Our political system, notably the current chasm between Right and Left, has been cited as the main reason our patriotism has dipped so. Of course, one of the divisive issues of the day — illegal immigration — should tell us something. Thousands of people throughout the world are willing to put their families at risk, their futures in jeopardy, their very lives on the line to try to make a new start in this country.

We have our flaws, of course. But we remain a nation worth celebrating. As Commentary's Noah Rothman recently wrote, “There is no political system on Earth that has proven itself so dedicated to the advancement of liberty — even to the detriment of social cohesion, cultural homogeneity, and political engagement. That's a true marvel, one of mankind's greatest achievements.” Indeed it is.

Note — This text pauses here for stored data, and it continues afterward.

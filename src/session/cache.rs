//! Per-frame fingerprints and the cache of composited frames.

use std::collections::BTreeMap;
use std::sync::Arc;

use xxhash_rust::xxh3::Xxh3;

use crate::model::frame::{Drawing, DrawingFrame, Tool};

const XXH3_SEED: u64 = 0x6f1a_2c3b_9d4e_5f70;

/// How much of a frame goes into its fingerprint.
#[derive(Clone, Copy, Debug, Default, PartialEq, Eq, serde::Serialize, serde::Deserialize)]
#[serde(rename_all = "snake_case")]
pub enum FingerprintMode {
    /// Id, drawing count and total point count only. Edits that keep both counts (a recolor, a
    /// moved point) are not detected.
    Counts,
    /// Counts plus a hash of every drawing and of the base still.
    #[default]
    Content,
}

#[derive(Clone, Copy, Debug, PartialEq, Eq, Hash)]
pub struct FrameFingerprint {
    pub id: u32,
    pub drawings: usize,
    pub points: usize,
    /// Zero in [`FingerprintMode::Counts`].
    pub content: u128,
}

pub fn fingerprint_frame(frame: &DrawingFrame, mode: FingerprintMode) -> FrameFingerprint {
    let content = match mode {
        FingerprintMode::Counts => 0,
        FingerprintMode::Content => {
            let mut h = StableHasher::new();
            h.write_u32(frame.width);
            h.write_u32(frame.height);
            h.write_bytes(&frame.image_data);
            h.write_u32(frame.drawings.len() as u32);
            for d in &frame.drawings {
                write_drawing(&mut h, d);
            }
            h.finish()
        }
    };
    FrameFingerprint {
        id: frame.id,
        drawings: frame.drawings.len(),
        points: frame.total_points(),
        content,
    }
}

struct StableHasher {
    inner: Xxh3,
}

impl StableHasher {
    fn new() -> Self {
        Self {
            inner: Xxh3::with_seed(XXH3_SEED),
        }
    }

    fn write_bytes(&mut self, b: &[u8]) {
        self.inner.update(b);
    }

    fn write_u8(&mut self, v: u8) {
        self.write_bytes(&[v]);
    }

    fn write_u32(&mut self, v: u32) {
        self.write_bytes(&v.to_le_bytes());
    }

    fn write_f64(&mut self, v: f64) {
        self.write_bytes(&v.to_bits().to_le_bytes());
    }

    fn finish(self) -> u128 {
        self.inner.digest128()
    }
}

fn write_drawing(h: &mut StableHasher, d: &Drawing) {
    h.write_u8(match d.tool {
        Tool::Pen => 0,
        Tool::Line => 1,
        Tool::Rectangle => 2,
        Tool::Circle => 3,
    });
    h.write_bytes(&[d.color.r, d.color.g, d.color.b, d.color.a]);
    h.write_f64(d.pen_size);
    h.write_u32(d.points.len() as u32);
    for p in &d.points {
        h.write_f64(p.x);
        h.write_f64(p.y);
    }
}

/// Encoded composites keyed by frame id.
///
/// Holds at most `capacity` entries; inserting beyond that evicts the lowest ids. Entries are
/// only valid within one extraction, see [`FrameCache::begin_extraction`].
pub struct FrameCache {
    capacity: usize,
    mode: FingerprintMode,
    extraction: u64,
    entries: BTreeMap<u32, (FrameFingerprint, Arc<[u8]>)>,
}

impl FrameCache {
    pub fn new(capacity: usize, mode: FingerprintMode) -> Self {
        Self {
            capacity: capacity.max(1),
            mode,
            extraction: 0,
            entries: BTreeMap::new(),
        }
    }

    pub fn mode(&self) -> FingerprintMode {
        self.mode
    }

    pub fn len(&self) -> usize {
        self.entries.len()
    }

    pub fn is_empty(&self) -> bool {
        self.entries.is_empty()
    }

    /// Drop everything when frames come from a different extraction than the cached ones.
    pub fn begin_extraction(&mut self, extraction: u64) {
        if extraction != self.extraction {
            self.entries.clear();
            self.extraction = extraction;
        }
    }

    pub fn get(&self, fp: &FrameFingerprint) -> Option<Arc<[u8]>> {
        self.entries
            .get(&fp.id)
            .filter(|(cached, _)| cached == fp)
            .map(|(_, png)| Arc::clone(png))
    }

    pub fn insert(&mut self, fp: FrameFingerprint, png: Arc<[u8]>) {
        self.entries.insert(fp.id, (fp, png));
        while self.entries.len() > self.capacity {
            self.entries.pop_first();
        }
    }

    pub fn contains_id(&self, id: u32) -> bool {
        self.entries.contains_key(&id)
    }
}

#[cfg(test)]
#[path = "../../tests/unit/session/cache.rs"]
mod tests;
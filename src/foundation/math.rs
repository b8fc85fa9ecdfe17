pub(crate) fn mul_div255_u16(x: u16, y: u16) -> u16 {
    (((u32::from(x) * u32::from(y)) + 127) / 255) as u16
}

pub(crate) fn mul_div255_u8(x: u16, y: u16) -> u8 {
    mul_div255_u16(x, y) as u8
}

pub(crate) fn premultiply_rgba8_in_place(rgba: &mut [u8]) {
    for px in rgba.chunks_exact_mut(4) {
        let a = u16::from(px[3]);
        if a == 0 {
            px[0] = 0;
            px[1] = 0;
            px[2] = 0;
            continue;
        }
        px[0] = mul_div255_u8(u16::from(px[0]), a);
        px[1] = mul_div255_u8(u16::from(px[1]), a);
        px[2] = mul_div255_u8(u16::from(px[2]), a);
    }
}

pub(crate) fn unpremultiply_rgba8_in_place(rgba: &mut [u8]) {
    for px in rgba.chunks_exact_mut(4) {
        let a = u32::from(px[3]);
        if a == 0 || a == 255 {
            continue;
        }
        for c in &mut px[..3] {
            *c = (((u32::from(*c) * 255) + a / 2) / a).min(255) as u8;
        }
    }
}

/// Clamp `v` into `[lo, hi]`, collapsing to `lo` when the range is inverted.
pub(crate) fn clamp_f64(v: f64, lo: f64, hi: f64) -> f64 {
    if hi < lo {
        return lo;
    }
    v.clamp(lo, hi)
}

#[cfg(test)]
#[path = "../../tests/unit/foundation/math.rs"]
mod tests;
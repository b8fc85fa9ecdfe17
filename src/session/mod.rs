pub(crate) mod cache;
pub(crate) mod coordinator;
pub(crate) mod debounce;
pub(crate) mod regen;
pub(crate) mod status;
pub(crate) mod upload;
pub(crate) mod encode;
pub(crate) mod extractor;
pub(crate) mod source;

Regardless of your political affiliation, your thoughts on the current president or your level of pride in our country, we suggest that everyone remember why today is a national holiday. We officially declared our freedom 243 years ago and that is, without question, worth celebrating.

So don some red, white and blue. Partake in grilled burgers and hot dogs. Ooh and aah at the fireworks in Westminster at the Carroll County Farm Museum or in Manchester at the carnival grounds. And, most important, enjoy your time with family, friends, acquaintances and strangers — even those who might occupy a decidedly different spot on the political spectrum. It's our hope that days like the Fourth of July serve to remind us of what we have in common, not what divides us.

Then, on July 5, feel free to return to your heated arguments about politics and other subjects. Because, in this country, you can.

Have a happy and safe Independence Day.